- _RECORDS PROVIDED_
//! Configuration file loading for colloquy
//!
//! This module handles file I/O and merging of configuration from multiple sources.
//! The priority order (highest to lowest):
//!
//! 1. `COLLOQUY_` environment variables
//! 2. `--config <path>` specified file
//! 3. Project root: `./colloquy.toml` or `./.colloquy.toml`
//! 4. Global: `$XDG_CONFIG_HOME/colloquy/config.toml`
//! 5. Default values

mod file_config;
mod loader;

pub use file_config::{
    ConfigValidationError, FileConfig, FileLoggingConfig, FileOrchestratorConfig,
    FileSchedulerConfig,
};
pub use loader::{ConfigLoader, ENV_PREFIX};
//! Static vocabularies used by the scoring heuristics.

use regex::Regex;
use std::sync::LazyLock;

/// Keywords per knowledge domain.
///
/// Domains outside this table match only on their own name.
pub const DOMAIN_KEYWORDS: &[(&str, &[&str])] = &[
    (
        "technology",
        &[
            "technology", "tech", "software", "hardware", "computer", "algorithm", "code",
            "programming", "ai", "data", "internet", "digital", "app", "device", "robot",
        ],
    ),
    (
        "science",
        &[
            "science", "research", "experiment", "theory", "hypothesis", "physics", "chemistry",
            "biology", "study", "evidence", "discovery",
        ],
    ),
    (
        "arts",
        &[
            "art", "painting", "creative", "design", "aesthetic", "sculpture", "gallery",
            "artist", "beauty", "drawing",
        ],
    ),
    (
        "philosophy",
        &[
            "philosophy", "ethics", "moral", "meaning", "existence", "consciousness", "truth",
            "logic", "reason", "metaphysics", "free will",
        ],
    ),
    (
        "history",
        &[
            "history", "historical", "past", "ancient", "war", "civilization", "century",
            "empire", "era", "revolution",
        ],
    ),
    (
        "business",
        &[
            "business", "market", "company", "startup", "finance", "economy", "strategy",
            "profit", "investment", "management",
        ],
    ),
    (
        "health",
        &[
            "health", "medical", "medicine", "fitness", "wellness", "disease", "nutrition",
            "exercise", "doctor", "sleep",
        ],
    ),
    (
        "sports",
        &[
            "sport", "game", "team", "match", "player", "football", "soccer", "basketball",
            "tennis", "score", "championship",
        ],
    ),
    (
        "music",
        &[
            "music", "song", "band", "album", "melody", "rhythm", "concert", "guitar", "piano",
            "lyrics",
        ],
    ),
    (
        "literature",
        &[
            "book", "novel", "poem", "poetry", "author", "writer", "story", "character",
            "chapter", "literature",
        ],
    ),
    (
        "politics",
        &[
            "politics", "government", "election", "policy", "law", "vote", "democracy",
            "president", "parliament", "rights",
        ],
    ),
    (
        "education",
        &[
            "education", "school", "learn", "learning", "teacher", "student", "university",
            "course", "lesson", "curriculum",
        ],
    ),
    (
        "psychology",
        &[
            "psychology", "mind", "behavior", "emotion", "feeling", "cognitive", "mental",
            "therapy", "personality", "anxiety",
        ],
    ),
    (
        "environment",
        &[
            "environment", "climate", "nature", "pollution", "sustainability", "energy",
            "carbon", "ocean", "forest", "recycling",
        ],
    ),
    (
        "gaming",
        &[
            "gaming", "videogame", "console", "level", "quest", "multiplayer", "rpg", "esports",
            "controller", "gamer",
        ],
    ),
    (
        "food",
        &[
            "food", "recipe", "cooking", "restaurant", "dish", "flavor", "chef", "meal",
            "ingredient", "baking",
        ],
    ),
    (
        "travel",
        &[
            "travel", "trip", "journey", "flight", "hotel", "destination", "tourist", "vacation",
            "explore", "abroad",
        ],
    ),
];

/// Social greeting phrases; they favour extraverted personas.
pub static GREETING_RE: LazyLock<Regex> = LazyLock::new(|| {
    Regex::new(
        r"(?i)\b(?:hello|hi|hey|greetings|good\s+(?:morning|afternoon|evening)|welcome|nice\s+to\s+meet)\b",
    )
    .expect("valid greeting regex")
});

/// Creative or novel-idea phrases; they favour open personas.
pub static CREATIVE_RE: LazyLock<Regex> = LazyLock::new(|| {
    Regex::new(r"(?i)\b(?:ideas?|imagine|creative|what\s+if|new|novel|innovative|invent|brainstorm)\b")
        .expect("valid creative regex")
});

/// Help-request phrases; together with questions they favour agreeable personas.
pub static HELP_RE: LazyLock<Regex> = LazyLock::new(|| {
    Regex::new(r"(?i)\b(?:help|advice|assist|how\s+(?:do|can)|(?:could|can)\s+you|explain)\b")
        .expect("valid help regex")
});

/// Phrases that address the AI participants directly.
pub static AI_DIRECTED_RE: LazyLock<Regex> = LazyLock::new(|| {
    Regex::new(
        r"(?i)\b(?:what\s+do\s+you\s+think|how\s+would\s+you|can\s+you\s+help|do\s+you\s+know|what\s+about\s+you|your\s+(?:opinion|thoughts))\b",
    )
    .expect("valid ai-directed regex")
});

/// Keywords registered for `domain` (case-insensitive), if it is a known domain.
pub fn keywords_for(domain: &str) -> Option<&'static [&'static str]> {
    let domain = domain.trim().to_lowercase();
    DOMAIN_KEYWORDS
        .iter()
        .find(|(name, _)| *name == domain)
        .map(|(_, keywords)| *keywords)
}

* * *

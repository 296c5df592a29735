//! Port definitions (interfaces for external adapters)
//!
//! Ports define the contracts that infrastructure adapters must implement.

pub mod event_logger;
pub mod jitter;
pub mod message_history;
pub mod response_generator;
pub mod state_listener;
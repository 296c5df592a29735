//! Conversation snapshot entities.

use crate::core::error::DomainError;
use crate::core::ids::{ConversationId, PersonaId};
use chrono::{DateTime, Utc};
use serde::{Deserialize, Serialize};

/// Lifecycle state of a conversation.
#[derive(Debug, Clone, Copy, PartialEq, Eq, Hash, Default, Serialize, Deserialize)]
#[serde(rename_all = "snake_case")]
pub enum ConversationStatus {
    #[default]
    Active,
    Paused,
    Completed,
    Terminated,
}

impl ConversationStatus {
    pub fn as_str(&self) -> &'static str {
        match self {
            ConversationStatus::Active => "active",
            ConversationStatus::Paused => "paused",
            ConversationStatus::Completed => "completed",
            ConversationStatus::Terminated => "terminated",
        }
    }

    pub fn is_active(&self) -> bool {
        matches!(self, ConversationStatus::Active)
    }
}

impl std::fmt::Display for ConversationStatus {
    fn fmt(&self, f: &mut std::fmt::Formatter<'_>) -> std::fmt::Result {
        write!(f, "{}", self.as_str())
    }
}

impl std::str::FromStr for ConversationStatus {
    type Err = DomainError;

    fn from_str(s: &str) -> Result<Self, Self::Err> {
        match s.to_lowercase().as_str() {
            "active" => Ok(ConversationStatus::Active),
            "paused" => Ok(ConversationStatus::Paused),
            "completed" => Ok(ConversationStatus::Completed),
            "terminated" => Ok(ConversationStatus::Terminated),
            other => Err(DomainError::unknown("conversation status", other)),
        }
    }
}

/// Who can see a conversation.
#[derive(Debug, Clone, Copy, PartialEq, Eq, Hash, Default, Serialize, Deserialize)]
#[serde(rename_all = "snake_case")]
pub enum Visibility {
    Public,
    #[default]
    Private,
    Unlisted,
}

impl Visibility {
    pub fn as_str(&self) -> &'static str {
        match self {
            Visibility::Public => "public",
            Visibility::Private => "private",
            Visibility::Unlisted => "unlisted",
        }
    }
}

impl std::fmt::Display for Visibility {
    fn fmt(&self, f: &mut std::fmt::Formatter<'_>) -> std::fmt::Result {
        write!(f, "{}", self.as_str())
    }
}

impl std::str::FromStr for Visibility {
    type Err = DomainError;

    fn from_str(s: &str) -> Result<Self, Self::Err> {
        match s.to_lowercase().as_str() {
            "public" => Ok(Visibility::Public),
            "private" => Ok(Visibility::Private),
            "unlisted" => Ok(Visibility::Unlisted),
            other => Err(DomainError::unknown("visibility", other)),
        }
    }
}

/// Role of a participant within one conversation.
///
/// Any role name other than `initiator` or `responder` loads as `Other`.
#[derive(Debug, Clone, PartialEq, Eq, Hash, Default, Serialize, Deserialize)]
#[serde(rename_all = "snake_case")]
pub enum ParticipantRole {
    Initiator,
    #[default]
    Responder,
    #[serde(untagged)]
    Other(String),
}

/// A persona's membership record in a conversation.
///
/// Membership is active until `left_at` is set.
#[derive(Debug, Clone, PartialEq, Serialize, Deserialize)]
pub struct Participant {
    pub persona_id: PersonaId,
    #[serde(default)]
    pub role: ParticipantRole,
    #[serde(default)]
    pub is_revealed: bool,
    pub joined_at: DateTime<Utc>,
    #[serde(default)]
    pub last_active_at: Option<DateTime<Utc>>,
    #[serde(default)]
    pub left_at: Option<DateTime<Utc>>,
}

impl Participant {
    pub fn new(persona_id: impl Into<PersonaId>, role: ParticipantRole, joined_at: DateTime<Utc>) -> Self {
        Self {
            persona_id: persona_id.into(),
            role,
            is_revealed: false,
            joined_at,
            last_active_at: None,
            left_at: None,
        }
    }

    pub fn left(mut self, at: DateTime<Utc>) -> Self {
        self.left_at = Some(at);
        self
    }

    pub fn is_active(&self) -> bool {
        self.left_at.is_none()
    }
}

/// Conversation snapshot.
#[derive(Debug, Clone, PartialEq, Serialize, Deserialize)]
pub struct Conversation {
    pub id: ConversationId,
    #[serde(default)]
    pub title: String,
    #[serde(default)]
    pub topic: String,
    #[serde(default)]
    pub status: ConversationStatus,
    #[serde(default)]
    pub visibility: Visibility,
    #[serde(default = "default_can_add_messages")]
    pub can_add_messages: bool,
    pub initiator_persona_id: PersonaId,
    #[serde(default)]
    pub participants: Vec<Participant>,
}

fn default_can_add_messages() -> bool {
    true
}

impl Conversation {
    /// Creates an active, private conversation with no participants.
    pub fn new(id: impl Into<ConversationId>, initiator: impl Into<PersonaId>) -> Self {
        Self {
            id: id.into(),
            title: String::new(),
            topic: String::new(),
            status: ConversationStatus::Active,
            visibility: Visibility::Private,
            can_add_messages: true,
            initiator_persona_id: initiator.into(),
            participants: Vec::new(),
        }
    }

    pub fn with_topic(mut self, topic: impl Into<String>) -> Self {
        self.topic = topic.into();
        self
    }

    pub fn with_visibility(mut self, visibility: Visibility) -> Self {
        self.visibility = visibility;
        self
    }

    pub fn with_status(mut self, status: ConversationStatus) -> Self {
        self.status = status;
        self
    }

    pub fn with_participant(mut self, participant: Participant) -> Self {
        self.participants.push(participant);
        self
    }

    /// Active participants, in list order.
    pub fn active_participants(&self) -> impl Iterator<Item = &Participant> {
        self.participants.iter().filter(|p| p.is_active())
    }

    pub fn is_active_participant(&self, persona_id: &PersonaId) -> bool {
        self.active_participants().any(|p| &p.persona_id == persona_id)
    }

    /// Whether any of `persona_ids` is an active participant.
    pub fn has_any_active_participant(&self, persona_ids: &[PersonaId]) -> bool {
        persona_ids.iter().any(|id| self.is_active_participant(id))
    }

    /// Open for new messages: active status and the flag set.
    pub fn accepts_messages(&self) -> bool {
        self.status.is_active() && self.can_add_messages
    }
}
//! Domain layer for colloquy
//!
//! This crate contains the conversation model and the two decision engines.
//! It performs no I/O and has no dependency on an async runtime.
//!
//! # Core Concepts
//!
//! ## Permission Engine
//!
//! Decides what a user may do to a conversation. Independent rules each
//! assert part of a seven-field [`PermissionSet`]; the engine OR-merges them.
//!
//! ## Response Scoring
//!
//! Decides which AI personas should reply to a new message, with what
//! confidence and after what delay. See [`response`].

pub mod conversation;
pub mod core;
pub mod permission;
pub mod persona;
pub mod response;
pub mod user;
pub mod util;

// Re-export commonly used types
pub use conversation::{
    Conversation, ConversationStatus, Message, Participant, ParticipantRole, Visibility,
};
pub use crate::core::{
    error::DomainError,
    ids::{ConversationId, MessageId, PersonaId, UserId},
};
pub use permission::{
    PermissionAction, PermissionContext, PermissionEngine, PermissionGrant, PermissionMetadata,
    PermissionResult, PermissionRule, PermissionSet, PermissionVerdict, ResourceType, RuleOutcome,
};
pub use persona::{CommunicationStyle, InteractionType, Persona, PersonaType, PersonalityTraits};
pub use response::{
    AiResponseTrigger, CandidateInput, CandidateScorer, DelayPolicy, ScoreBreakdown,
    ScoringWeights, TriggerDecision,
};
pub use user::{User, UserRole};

- _WORK TASK_
In the data above, find each line that uses the string "music". Copy it.

- _TASK SOLUTION_
        "music",
            "music", "song", "band", "album", "melody", "rhythm", "concert", "guitar", "piano",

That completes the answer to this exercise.